De zin en onzin van een beursnotering
In de afgelopen tien jaar hebben 95 ondernemingen de Amsterdamse beurs verlaten. Wat opvalt, is dat sinds 1999 het aantal beursexits opvallend hoog is in vergelijking met de periode ervoor. Vooral de kleinere beursondernemingen keren de aandelenmarkt de laatste tijd de rug toe.
Ook in 2004 hebben diverse ondernemingen aangekondigd de beurs te zullen verlaten. Enkele zeer bekende voorbeelden van Nederlandse ondernemingen die de beurs dit jaar verlaten zijn VendexKBB en Delft Instruments. De afgelopen week gaf ook Petroplus aan, na een verblijf van zes jaar op beurs, de aandelenmarkt de rug toe te keren.
Gedurende de afgelopen jaren hebben kleinere beursgenoteerde ondernemingen, de zogeheten small caps, verscheidene argumenten aangedragen om de beursnotering te beëindigen. Vaak hebben deze argumenten betrekking op de lage waardering van het aandeel, het ontbreken van de mogelijkheid om kapitaal op te halen en de kosten die het hebben van een beursnotering met zich meebrengt. De vraag rijst dan ook of een beursnotering voor small caps wel nut heeft. Wegen de opbrengsten van een beursnotering wel op tegen de kosten?
Bij de beëindiging van de beursnotering van Free Record Shop in 2002 werd door oprichter, bestuursvoorzitter en grootaandeelhouder Hans Breukhoven gesteld dat de beurs voor Free Record Shop geen toegevoegde waarde bood. De geringe liquiditeit van het aandeel en de lage waardering in combinatie met de kosten van de beursnotering waren de argumenten die hij destijds aandroeg om de notering te beëindigen.
Uit empirisch onderzoek blijkt dat voor de bedrijven die van de beurs worden gehaald, gemiddeld genomen een (overname)premie van 37 procent werd betaald. Voor beleggers in veel gevallen dus een zeer interessant rendement. Ook bestaat de verwachting dat deze trend zich in de komende jaren zal voortzetten.
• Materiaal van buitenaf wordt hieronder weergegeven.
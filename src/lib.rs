//! # docwire
//!
//! A synchronous client driver for a document database:
//! - Order-preserving document model with a byte-exact binary codec
//! - Wire protocol framing with request/reply correlation
//! - Single connections and left/right failover pairs
//! - Streaming cursors that release server resources on every exit path
//!
//! ## Architecture Overview
//!
//! ```text
//! ┌─────────────────────────────────────────────────────────────┐
//! │            Client / Database / Collection                    │
//! │               (CRUD and command helpers)                     │
//! └─────────────────────┬───────────────────────────────────────┘
//!                       │
//! ┌─────────────────────▼───────────────────────────────────────┐
//! │                      Cursor                                  │
//! │        (QUERY, GET_MORE, KILL_CURSORS on release)            │
//! └─────────────────────┬───────────────────────────────────────┘
//!                       │ Link
//!          ┌────────────┴────────────┐
//!          │                         │
//!          ▼                         ▼
//!   ┌─────────────┐          ┌─────────────────┐
//!   │ Connection  │◀─────────│ PairedConnection│
//!   │   (TCP)     │   x2     │   (failover)    │
//!   └──────┬──────┘          └─────────────────┘
//!          │
//!          ▼
//!   ┌─────────────┐          ┌─────────────┐
//!   │  Protocol   │─────────▶│    BSON     │
//!   │  (framing)  │          │   (codec)   │
//!   └─────────────┘          └─────────────┘
//! ```

// =============================================================================
// Module Declarations
// =============================================================================

pub mod error;
pub mod config;

pub mod bson;
pub mod protocol;
pub mod network;
pub mod cursor;
pub mod client;
pub mod database;
pub mod collection;

// =============================================================================
// Public API Re-exports
// =============================================================================

pub use bson::{Document, ObjectId, OidGenerator, Value};
pub use client::{Client, Topology};
pub use collection::Collection;
pub use config::{Config, ServerAddress};
pub use cursor::Cursor;
pub use database::Database;
pub use error::{DriverError, Result};
pub use network::{Connection, Link, PairedConnection, Route};

// =============================================================================
// Version Info
// =============================================================================

/// Current version of docwire
pub const VERSION: &str = env!("CARGO_PKG_VERSION");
Om van deze trend te kunnen profiteren, is onderzoek verricht naar het nut van een beursnotering voor kleinere ondernemingen die in Amsterdam zijn genoteerd. Op basis van een enquête, een kwantitatief model en een fundamenteel onderzoek is een lijst samengesteld van zeven ondernemingen die naar de mening van Effectenkantoor Stroeve in aanmerking komen om in de komende periode van de beurs te worden gehaald.
In het verrichte onderzoek is tevens aangetoond dat het nut van een beursnotering voor small caps beduidend lager is dan het nut van een beursnotering voor grotere bedrijven. De belangrijkste voordelen voor ondernemingen die voortvloeien uit het hebben van een beursnotering zijn: de mogelijkheid om kapitaal op te halen, het functioneren van de beursnotering als prestatiemaatstaf, het positieve effect op de publiciteit en naamsbekendheid. De nadelen die een beursnotering met zich meebrengt, zijn: de lage waardering van het aandeel, de (voor kleinere ondernemingen relatief hoge) kosten, de reglementen, de kortetermijnfocus van beleggers.
Uit het verrichte onderzoek blijkt tevens dat vier variabelen, te weten de koers-boekwaardeverhouding, de current ratio, de verhouding tussen het werkkapitaal en het balanstotaal en de rentabiliteit van het eigen vermogen de hoogste voorspellingskracht hebben om beursexits te identificeren. Als deze kwantitatieve benadering wordt gecombineerd met een fundamenteel onderzoek, blijken van de aan de Amsterdamse beurs genoteerde small caps er zeven potentiële beursexits aanwezig te zijn. Dit zijn Athlon, McGregor, Nedschroef, New Skies, PinkRoccade, Smit Internationale en Wegener. Voor beleggers kan dit een zeer interessant gegeven zijn, gezien de gemiddelde (overname)premie die de afgelopen jaren bij beursexits is betaald.
De auteur is werkzaam als beleggingstrateeg bij Effectenkantoor Stroeve.